Stored data entries:
_ _ _ _ _ _ _

//! 体数据几何工具: 对齐填充、深度截断.
//!
//! 这里的填充是 **非居中** 的: 所有新增空间都加在各轴的高端.
//! 推理路径使用的居中填充见 [`crate::inference`].

use crate::consts::CENTER_SLICE;
use crate::record::SampleRecord;
use crate::Idx3d;
use log::debug;
use ndarray::{s, Array3, Axis, Slice};
use std::ops::Range;

/// 将 `n` 向上取整到 `r` 的倍数.
///
/// `r` 为 0 时 panic. 该值应当在启动时由配置校验拦截.
#[inline]
pub fn round_up(n: usize, r: usize) -> usize {
    assert!(r > 0, "对齐步长必须为正");
    n.div_ceil(r) * r
}

/// 各维度向上对齐到 `r` 的倍数后的形状.
#[inline]
pub fn padded_shape((d, h, w): Idx3d, r: usize) -> Idx3d {
    (round_up(d, r), round_up(h, r), round_up(w, r))
}

/// 将三个维度都零填充到 `r` 的倍数, 原数据位于原点一角.
///
/// 若已经对齐, 则原样返回 `x` 本身 (不会复制).
pub fn pad<A: Clone + Default>(x: Array3<A>, r: usize) -> Array3<A> {
    let (d, h, w) = x.dim();
    let shape = padded_shape((d, h, w), r);
    if shape == (d, h, w) {
        return x;
    }

    let mut ans = Array3::from_elem(shape, A::default());
    ans.slice_mut(s![..d, ..h, ..w]).assign(&x);
    ans
}

/// 计算深度截断窗口.
///
/// 深度不超过 `limit` 时返回 `None`. 否则返回长度恰为 `limit` 的窗口,
/// 并尽可能以 `center` 为中心; 放不下时贴住头部或尾部.
pub fn depth_window(depth: usize, center: i64, limit: usize) -> Option<Range<usize>> {
    if depth <= limit {
        return None;
    }
    let (d, l) = (depth as i64, limit as i64);
    let lo = center.saturating_sub(l / 2);

    let lo = if (0..=d - l).contains(&lo) {
        lo
    } else if center >= d / 2 {
        d - l
    } else {
        0
    };
    Some(lo as usize..(lo + l) as usize)
}

/// 将样本在深度方向截断到 `limit`, 并尽量保留中心标注切片.
///
/// 所有深度索引数组都被裁剪到同一窗口, 5 个切片索引都减去窗口下界
/// (落在窗口外的索引可能变为负数或超出新深度). 发生截断时返回 `true`.
pub fn truncate(record: &mut SampleRecord, limit: usize) -> bool {
    let Some(window) = depth_window(record.shape.0, record.slices[CENTER_SLICE], limit) else {
        return false;
    };
    debug!(
        "{}: depth {} truncated to {:?}",
        record.tomo_name, record.shape.0, window
    );

    let lo = window.start;
    record
        .data
        .slice_axis_inplace(Axis(0), Slice::from(window.clone()));
    for label in record.labels.values_mut() {
        label.slice_axis_inplace(Axis(0), Slice::from(window.clone()));
    }
    for s in record.slices.iter_mut() {
        *s -= lo as i64;
    }
    record.shape.0 = limit;
    true
}

#[cfg(test)]
mod tests {
    use super::*;
    use crate::Target;
    use ndarray::Array3;
    use std::collections::BTreeMap;

    fn record(depth: usize, slices: [i64; 5]) -> SampleRecord {
        let data = Array3::from_shape_fn((depth, 2, 3), |(z, _, _)| z as f32);
        let mut labels = BTreeMap::new();
        labels.insert(
            Target::Mito,
            Array3::from_shape_fn((depth, 2, 3), |(z, _, _)| -(z as f32)),
        );
        SampleRecord {
            tomo_name: "t.npz".to_string(),
            shape: (depth, 2, 3),
            data,
            labels,
            slices,
        }
    }

    #[test]
    fn test_pad_shape_and_corner() {
        let x = Array3::from_elem((3, 33, 64), 1.0f32);
        let p = pad(x, 32);
        assert_eq!(p.dim(), (32, 64, 64));
        assert_eq!(p[(2, 32, 63)], 1.0);
        assert_eq!(p[(3, 0, 0)], 0.0);
        assert_eq!(p[(0, 33, 0)], 0.0);
        assert_eq!(p.iter().filter(|v| **v == 1.0).count(), 3 * 33 * 64);
    }

    #[test]
    fn test_pad_noop_keeps_buffer() {
        let x = Array3::from_shape_fn((32, 64, 32), |(z, h, w)| (z + h + w) as f32);
        let ptr = x.as_ptr();
        let expected = x.clone();
        let p = pad(x, 32);
        assert_eq!(p.as_ptr(), ptr);
        assert_eq!(p, expected);
    }

    #[test]
    fn test_pad_idempotent() {
        for r in [1, 3, 8, 32] {
            let x = Array3::from_shape_fn((5, 9, 17), |(z, h, w)| (z * h + w) as i8);
            let once = pad(x, r);
            let twice = pad(once.clone(), r);
            assert_eq!(once, twice);
        }
    }

    #[test]
    #[should_panic]
    fn test_pad_zero_stride() {
        pad(Array3::<f32>::zeros((1, 1, 1)), 0);
    }

    #[test]
    fn test_depth_window_cases() {
        assert_eq!(depth_window(100, 50, 128), None);
        assert_eq!(depth_window(128, 50, 128), None);
        assert_eq!(depth_window(200, 100, 128), Some(36..164));
        assert_eq!(depth_window(200, 10, 128), Some(0..128));
        assert_eq!(depth_window(200, 190, 128), Some(72..200));
        // 对称窗口刚好贴住尾部.
        assert_eq!(depth_window(200, 136, 128), Some(72..200));
        // 极端中心索引不溢出, 窗口贴住首尾.
        assert_eq!(depth_window(200, i64::MAX, 128), Some(72..200));
        assert_eq!(depth_window(200, i64::MIN, 128), Some(0..128));
        assert_eq!(depth_window(200, i64::MIN + 1, 7), Some(0..7));
        for center in -5..210 {
            for limit in [1, 7, 64, 127, 128] {
                let w = depth_window(200, center, limit).unwrap();
                assert_eq!(w.len(), limit);
                assert!(w.end <= 200);
            }
        }
    }

    #[test]
    fn test_truncate_symmetric() {
        let mut r = record(200, [20, 60, 100, 140, 180]);
        assert!(truncate(&mut r, 128));
        assert_eq!(r.shape, (128, 2, 3));
        assert_eq!(r.data.dim(), (128, 2, 3));
        assert_eq!(r.labels[&Target::Mito].dim(), (128, 2, 3));
        assert_eq!(r.slices, [-16, 24, 64, 104, 144]);
        assert_eq!(r.data[(0, 0, 0)], 36.0);
        assert_eq!(r.labels[&Target::Mito][(127, 1, 2)], -163.0);
    }

    #[test]
    fn test_truncate_head_clamp() {
        let mut r = record(200, [2, 5, 10, 15, 150]);
        assert!(truncate(&mut r, 128));
        assert_eq!(r.slices[CENTER_SLICE], 10);
        assert_eq!(r.data[(0, 0, 0)], 0.0);
        assert_eq!(r.data[(127, 0, 0)], 127.0);
    }

    #[test]
    fn test_truncate_noop_when_short() {
        let mut r = record(90, [10, 20, 30, 40, 50]);
        let before = r.data.clone();
        assert!(!truncate(&mut r, 128));
        assert_eq!(r.shape, (90, 2, 3));
        assert_eq!(r.slices, [10, 20, 30, 40, 50]);
        assert_eq!(r.data, before);
    }
}
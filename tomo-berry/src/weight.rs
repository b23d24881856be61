//! 权重掩码: 决定哪些体素参与损失/指标计算.

use crate::consts::{label, SLICES_PER_TOMO};
use log::debug;
use ndarray::{Array3, ArrayView3, Axis};

/// 5 个标注切片位置的子集.
#[derive(Copy, Clone, Debug, Eq, PartialEq, Hash)]
pub struct SlicePositions(u8);

impl SlicePositions {
    /// 全部 5 个位置.
    pub const ALL: Self = Self::from_positions(&[0, 1, 2, 3, 4]);

    /// 仅中心切片.
    pub const CENTER: Self = Self::from_positions(&[2]);

    /// 除中心以外的 4 个切片.
    pub const OFF_CENTER: Self = Self::from_positions(&[0, 1, 3, 4]);

    /// 由位置列表构造. 位置必须小于 5, 否则 panic.
    pub const fn from_positions(positions: &[usize]) -> Self {
        let mut bits = 0u8;
        let mut i = 0;
        while i < positions.len() {
            assert!(positions[i] < SLICES_PER_TOMO);
            bits |= 1 << positions[i];
            i += 1;
        }
        Self(bits)
    }

    /// 是否包含位置 `pos`?
    #[inline]
    pub const fn contains(self, pos: usize) -> bool {
        pos < SLICES_PER_TOMO && self.0 & (1 << pos) != 0
    }

    /// 包含的位置, 升序.
    pub fn iter(self) -> impl Iterator<Item = usize> {
        (0..SLICES_PER_TOMO).filter(move |&p| self.contains(p))
    }

    /// 补集.
    #[inline]
    pub const fn complement(self) -> Self {
        Self(!self.0 & 0b1_1111)
    }
}

/// 将切片索引转换为合法的深度下标. 截断后落在窗口外的切片返回 `None`.
#[inline]
fn depth_index(slice: i64, depth: usize) -> Option<usize> {
    usize::try_from(slice).ok().filter(|&z| z < depth)
}

/// 计算一个目标的权重掩码.
///
/// * z 限制模式 (`include_zlimits`): 所有非未标注体素有效, 但不在 `eligible`
///   中的标注切片被整体排除.
/// * 仅切片模式: 只有 `eligible` 中的标注切片有效.
///
/// 两种模式下未标注体素 (包括增强旋转进来的空白) 都不参与评分.
/// 落在当前深度以外的切片索引被忽略.
pub fn weight(
    label: ArrayView3<f32>,
    slices: &[i64; SLICES_PER_TOMO],
    eligible: SlicePositions,
    include_zlimits: bool,
) -> Array3<bool> {
    let depth = label.len_of(Axis(0));
    let known = label.mapv(|v| !label::is_unknown(v));
    let (mut ans, marked) = if include_zlimits {
        (known.clone(), eligible.complement())
    } else {
        (Array3::from_elem(label.dim(), false), eligible)
    };

    for pos in marked.iter() {
        let Some(z) = depth_index(slices[pos], depth) else {
            debug!("slice {pos} at {} outside depth {depth}", slices[pos]);
            continue;
        };
        let mut sli = ans.index_axis_mut(Axis(0), z);
        if include_zlimits {
            sli.fill(false);
        } else {
            sli.assign(&known.index_axis(Axis(0), z));
        }
    }
    ans
}
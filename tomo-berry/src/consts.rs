//! 通用常量.

/// 3D 标签体素取值.
///
/// 标签体在存储中以 `i8` 保存, 进入样本组装流程后转换为 `f32`,
/// 因此这里同时提供两种表示.
pub mod label {
    /// 未标注 (没有任何信息).
    pub const UNKNOWN: i8 = -1;

    /// 确定不存在目标结构.
    pub const ABSENT: i8 = 0;

    /// 确定存在目标结构.
    pub const PRESENT: i8 = 1;

    /// `UNKNOWN` 的浮点表示.
    pub const UNKNOWN_F32: f32 = UNKNOWN as f32;

    /// 体素是否未标注?
    #[inline]
    pub fn is_unknown(v: f32) -> bool {
        v == UNKNOWN_F32
    }
}

/// 人工涂绘的 2D 标注图编码.
pub mod paint {
    /// 像素值不低于该值即为线粒体 (结构 A).
    pub const MITO_THRESHOLD: u8 = 253;

    /// 像素值恰为该值即为颗粒 (结构 B). 颗粒区域是线粒体区域的子集.
    pub const GRANULE_MARKER: u8 = 253;

    /// 像素是否属于线粒体?
    #[inline]
    pub const fn is_mito(p: u8) -> bool {
        p >= MITO_THRESHOLD
    }

    /// 像素是否属于颗粒?
    #[inline]
    pub const fn is_granule(p: u8) -> bool {
        p == GRANULE_MARKER
    }
}

/// 每个 tomogram 标注的水平切片个数.
pub const SLICES_PER_TOMO: usize = 5;

/// 作为深度截断中心的切片位置 (第 2 个, 从 0 开始).
pub const CENTER_SLICE: usize = 2;

/// 训练/验证阶段的默认深度上限.
pub const DEPTH_LIMIT: usize = 128;

/// 3D UNet 要求的各维度对齐步长.
pub const NET_STRIDE: usize = 32;

/// 推理阶段居中填充的块大小.
pub const INFERENCE_BLOCK: usize = 64;

/// 推理前强度截断的标准差倍数. 输入假定服从标准正态分布.
pub const CLIP_SIGMA: f32 = 3.0;

/// 存储容器中原始数据的数组名.
pub const DATA_KEY: &str = "data";

/// 预测结果写回时使用的数组名.
pub const PREDICTION_KEY: &str = "mito_pred";

/// 预处理结果中记录填充前形状的数组名.
pub const SHAPE_KEY: &str = "shape";
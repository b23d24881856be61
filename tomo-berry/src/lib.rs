#![warn(missing_docs)] // <= 合适时移除它.

//! 核心库. 为 3D 分割模型准备冷冻电镜 tomogram 训练数据, 并把模型预测还原到
//! 原始物理坐标.
//!
//! 数据流:
//!
//! 1. 原始 tomogram + 每个标注切片的 2D 涂绘图 → 标签融合 ([`fusion`]) →
//!   稀疏 3D 标签体 (未标注 / 不存在 / 存在), 写回存储 ([`storage`]).
//! 2. 标注记录 ([`record`]) → 样本组装 ([`dataset`]): 加载、深度截断
//!   ([`geometry`])、可选增强 ([`augment`])、权重掩码 ([`weight`])、
//!   对齐填充 → 交给模型的样本.
//! 3. 推理时: 原始 tomogram → 前处理 ([`inference`]) → 模型 (外部) →
//!   后处理 → 与原始形状一致的预测体.
//!
//! 各阶段 (训练/验证/测试/预测) 的行为差异由 [`phase`] 中的值对象统一描述.
//!
//! # 注意
//!
//! 几何参数 (步长、块大小) 为 0 属于配置错误, 应在启动时由
//! [`config::DatasetConfig::validate`] 或 [`inference::InferenceConfig::new`]
//! 拦截; 底层纯函数遇到这种情况会直接 panic.

/// 二维索引 (高, 宽).
pub type Idx2d = (usize, usize);

/// 三维索引 (深度, 高, 宽).
pub type Idx3d = (usize, usize, usize);

pub mod augment;
pub mod config;
pub mod consts;
pub mod dataset;
pub mod error;
pub mod fusion;
pub mod geometry;
pub mod inference;
pub mod phase;
pub mod prelude;
pub mod record;
pub mod storage;
pub mod weight;

mod target;

pub use error::{Result, TomoError};
pub use target::Target;

use std::path::{Path, PathBuf};

/// 获取 `{用户主目录}/dataset` 目录下给定继续项组成的全路径.
pub fn home_dataset_dir_with<P: AsRef<Path>, I: IntoIterator<Item = P>>(it: I) -> Option<PathBuf> {
    let mut ans = dirs::home_dir()?;
    ans.push("dataset");
    ans.extend(it);
    Some(ans)
}
//! 🍇欢迎光临🍓
//!
//! 涵盖了本 crate 一系列常用的功能.

pub use crate::{Idx2d, Idx3d, Result, Target, TomoError};

pub use crate::augment::AugmentParams;
pub use crate::config::{DatasetConfig, ValidConfig};
pub use crate::consts::label::{ABSENT, PRESENT, UNKNOWN};
pub use crate::consts::{DEPTH_LIMIT, INFERENCE_BLOCK, NET_STRIDE};
pub use crate::dataset::{Example, TomoDataset};
pub use crate::fusion::{insert_labels, LabelPair};
pub use crate::geometry::{pad, truncate};
pub use crate::inference::{postprocess, preprocess, InferenceConfig, Prepared};
pub use crate::phase::{Flavour, Phase, PhaseConfig};
pub use crate::record::{AnnotationRecord, Manifest, SampleRecord, SplitKind};
pub use crate::storage::{PaintedMasks, TomoArchive, TomoStore, TomoWriter};
pub use crate::weight::{weight, SlicePositions};
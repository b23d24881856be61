//! 运行时错误.

use ndarray_npy::{ReadNpzError, WriteNpzError};
use thiserror::Error;

/// 本 crate 的统一结果类型.
pub type Result<T> = std::result::Result<T, TomoError>;

/// 数据准备与还原过程中的错误.
#[derive(Debug, Error)]
pub enum TomoError {
    /// 清单、tomogram 或其中某个数组不存在. 对当前样本而言总是致命的.
    #[error("missing data: {0}")]
    MissingData(String),

    /// 数组形状与预期不符, 例如涂绘标注图比目标切片更大.
    #[error("shape {found:?} does not fit expected shape {expected:?}")]
    ShapeMismatch {
        /// 实际形状.
        found: Vec<usize>,
        /// 预期形状.
        expected: Vec<usize>,
    },

    /// 索引越界.
    #[error("index {index} out of range for length {len}")]
    IndexOutOfRange {
        /// 请求的索引.
        index: usize,
        /// 合法长度.
        len: usize,
    },

    /// 配置错误, 应在启动时发现.
    #[error("invalid configuration: {0}")]
    InvalidConfig(String),

    /// 底层 I/O 错误.
    #[error(transparent)]
    Io(#[from] std::io::Error),

    /// 读取 npz 容器错误.
    #[error(transparent)]
    ReadNpz(#[from] ReadNpzError),

    /// 写入 npz 容器错误.
    #[error(transparent)]
    WriteNpz(#[from] WriteNpzError),

    /// 标注图解码错误.
    #[error(transparent)]
    Image(#[from] image::ImageError),

    /// 标注清单解析错误.
    #[error(transparent)]
    Csv(#[from] csv::Error),

    /// 配置文件解析错误.
    #[error(transparent)]
    Json(#[from] serde_json::Error),
}
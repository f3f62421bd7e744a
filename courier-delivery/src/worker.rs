use std::sync::Arc;
use std::time::Duration;

use courier_common::{DeliveryStatus, Signal};
use tokio::sync::{broadcast, mpsc};
use tracing::{debug, info, warn};
use ulid::Ulid;

use crate::dispatch::Dispatcher;
use crate::error::DeliveryError;
use crate::queue::DeliveryQueue;

/// Single consumer of the delivery queue.
///
/// Pulls request ids in arrival order and drives each through the status
/// machine. Shutdown is observed between pulls; an in-flight delivery
/// always runs to completion.
pub struct DeliveryWorker {
    queue: DeliveryQueue,
    rx: mpsc::Receiver<Ulid>,
    dispatcher: Arc<Dispatcher>,
    retry_interval: Duration,
}

impl DeliveryWorker {
    #[must_use]
    pub fn new(
        queue: DeliveryQueue,
        rx: mpsc::Receiver<Ulid>,
        dispatcher: Arc<Dispatcher>,
        retry_interval: Duration,
    ) -> Self {
        Self {
            queue,
            rx,
            dispatcher,
            retry_interval,
        }
    }

    pub async fn serve(mut self, mut shutdown: broadcast::Receiver<Signal>) {
        info!("delivery worker started");
        loop {
            tokio::select! {
                item = self.rx.recv() => match item {
                    Some(id) => self.process(id).await,
                    None => break,
                },
                _ = shutdown.recv() => break,
            }
        }
        info!("delivery worker stopped");
    }

    async fn process(&self, id: Ulid) {
        // Cancelled or unknown ids fall out of the channel without effect.
        let Some(request) = self.queue.begin_attempt(&id) else {
            debug!(%id, "skipping request no longer eligible for delivery");
            return;
        };

        debug!(%id, attempt = request.attempts, max = request.max_attempts, "delivering");

        match self
            .dispatcher
            .dispatch(&request.recipients, &request.content)
            .await
        {
            Ok(()) => {
                self.queue.set_status(&id, DeliveryStatus::Sent);
                info!(%id, attempts = request.attempts, "delivered");
            }
            Err(e) if !e.is_retryable() => {
                warn!(%id, error = %e, "delivery failed permanently");
                self.queue
                    .record_failure(&id, DeliveryStatus::Failed, &e.to_string());
            }
            Err(e) if request.attempts >= request.max_attempts => {
                warn!(%id, attempts = request.attempts, error = %e, "attempt ceiling reached");
                self.queue
                    .record_failure(&id, DeliveryStatus::Failed, &e.to_string());
            }
            Err(e) => {
                debug!(%id, error = %e, delay = ?self.retry_interval, "scheduling retry");
                self.queue
                    .record_failure(&id, DeliveryStatus::Retrying, &e.to_string());
                self.schedule_retry(id);
            }
        }
    }

    /// Re-submit the id after the fixed retry delay.
    ///
    /// The resubmission is non-blocking: a queue that is full at that
    /// moment fails the request rather than parking the timer task, and a
    /// closed queue abandons the retry.
    fn schedule_retry(&self, id: Ulid) {
        let queue = self.queue.clone();
        let delay = self.retry_interval;
        tokio::spawn(async move {
            tokio::time::sleep(delay).await;
            match queue.resubmit(id) {
                Ok(()) => {}
                Err(DeliveryError::QueueFull) => {
                    warn!(%id, "queue full at retry time, failing request");
                    queue.record_failure(&id, DeliveryStatus::Failed, "queue full at retry time");
                }
                Err(_) => {
                    debug!(%id, "queue closed, abandoning retry");
                }
            }
        });
    }
}
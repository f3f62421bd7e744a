//! A live relay connection owned by the pool.

use std::ops::{Deref, DerefMut};
use std::time::{Duration, Instant};

use courier_smtp::SmtpClient;
use tokio::sync::OwnedSemaphorePermit;

/// A connection checked out from the pool.
///
/// Holding this value is the exclusive right to use the underlying client;
/// the capacity permit travels with it, so dropping the connection (instead
/// of returning it) still frees its pool slot.
#[derive(Debug)]
pub struct PooledConnection {
    pub(crate) client: SmtpClient,
    pub(crate) created_at: Instant,
    pub(crate) _permit: OwnedSemaphorePermit,
}

impl PooledConnection {
    /// Time since this connection was established.
    #[must_use]
    pub fn age(&self) -> Duration {
        self.created_at.elapsed()
    }
}

impl Deref for PooledConnection {
    type Target = SmtpClient;

    fn deref(&self) -> &Self::Target {
        &self.client
    }
}

impl DerefMut for PooledConnection {
    fn deref_mut(&mut self) -> &mut Self::Target {
        &mut self.client
    }
}

/// An idle connection parked in the pool (no capacity permit attached).
pub(crate) struct IdleSlot {
    pub(crate) client: SmtpClient,
    pub(crate) created_at: Instant,
    pub(crate) last_used: Instant,
}

impl IdleSlot {
    /// Expiry check that needs no network round trip.
    pub(crate) fn is_expired(&self, max_lifetime: Duration, max_idle: Duration) -> bool {
        self.created_at.elapsed() > max_lifetime || self.last_used.elapsed() > max_idle
    }
}
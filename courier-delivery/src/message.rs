//! RFC 5322 message assembly.

use std::fmt::Write;

use chrono::Utc;
use courier_template::RenderedContent;
use ulid::Ulid;

/// Build the wire form of a message from rendered content.
///
/// Content with both text and HTML bodies becomes `multipart/alternative`
/// with the HTML part last (preferred per RFC 2046 §5.1.4); single-body
/// content is sent as plain `text/plain` or `text/html`.
#[must_use]
pub fn assemble(sender: &str, recipients: &[String], content: &RenderedContent) -> String {
    let mut message = String::new();

    let _ = write!(message, "Date: {}\r\n", Utc::now().to_rfc2822());
    let _ = write!(message, "From: <{sender}>\r\n");
    let to = recipients
        .iter()
        .map(|r| format!("<{r}>"))
        .collect::<Vec<_>>()
        .join(", ");
    let _ = write!(message, "To: {to}\r\n");
    let _ = write!(message, "Subject: {}\r\n", sanitize_header(&content.subject));
    let _ = write!(message, "Message-ID: <{}@courier>\r\n", Ulid::new());
    message.push_str("MIME-Version: 1.0\r\n");

    match &content.html {
        Some(html) if content.text.is_empty() => {
            message.push_str("Content-Type: text/html; charset=utf-8\r\n\r\n");
            message.push_str(html);
        }
        Some(html) => {
            let boundary = format!("=_courier_{}", Ulid::new());
            let _ = write!(
                message,
                "Content-Type: multipart/alternative; boundary=\"{boundary}\"\r\n\r\n"
            );
            let _ = write!(
                message,
                "--{boundary}\r\nContent-Type: text/plain; charset=utf-8\r\n\r\n{}\r\n",
                content.text
            );
            let _ = write!(
                message,
                "--{boundary}\r\nContent-Type: text/html; charset=utf-8\r\n\r\n{html}\r\n"
            );
            let _ = write!(message, "--{boundary}--\r\n");
        }
        None => {
            message.push_str("Content-Type: text/plain; charset=utf-8\r\n\r\n");
            message.push_str(&content.text);
        }
    }

    message
}

/// Strip CR/LF so body text can never inject additional headers.
fn sanitize_header(value: &str) -> String {
    value.replace(['\r', '\n'], " ")
}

_ _ _ _ _ _ _

Task prompt: Look through the data above for the string "Result" and copy every line where it appears.

Output below:
pub use error::{Result, TomoError};
pub use crate::{Idx2d, Idx3d, Result, Target, TomoError};
pub type Result<T> = std::result::Result<T, TomoError>;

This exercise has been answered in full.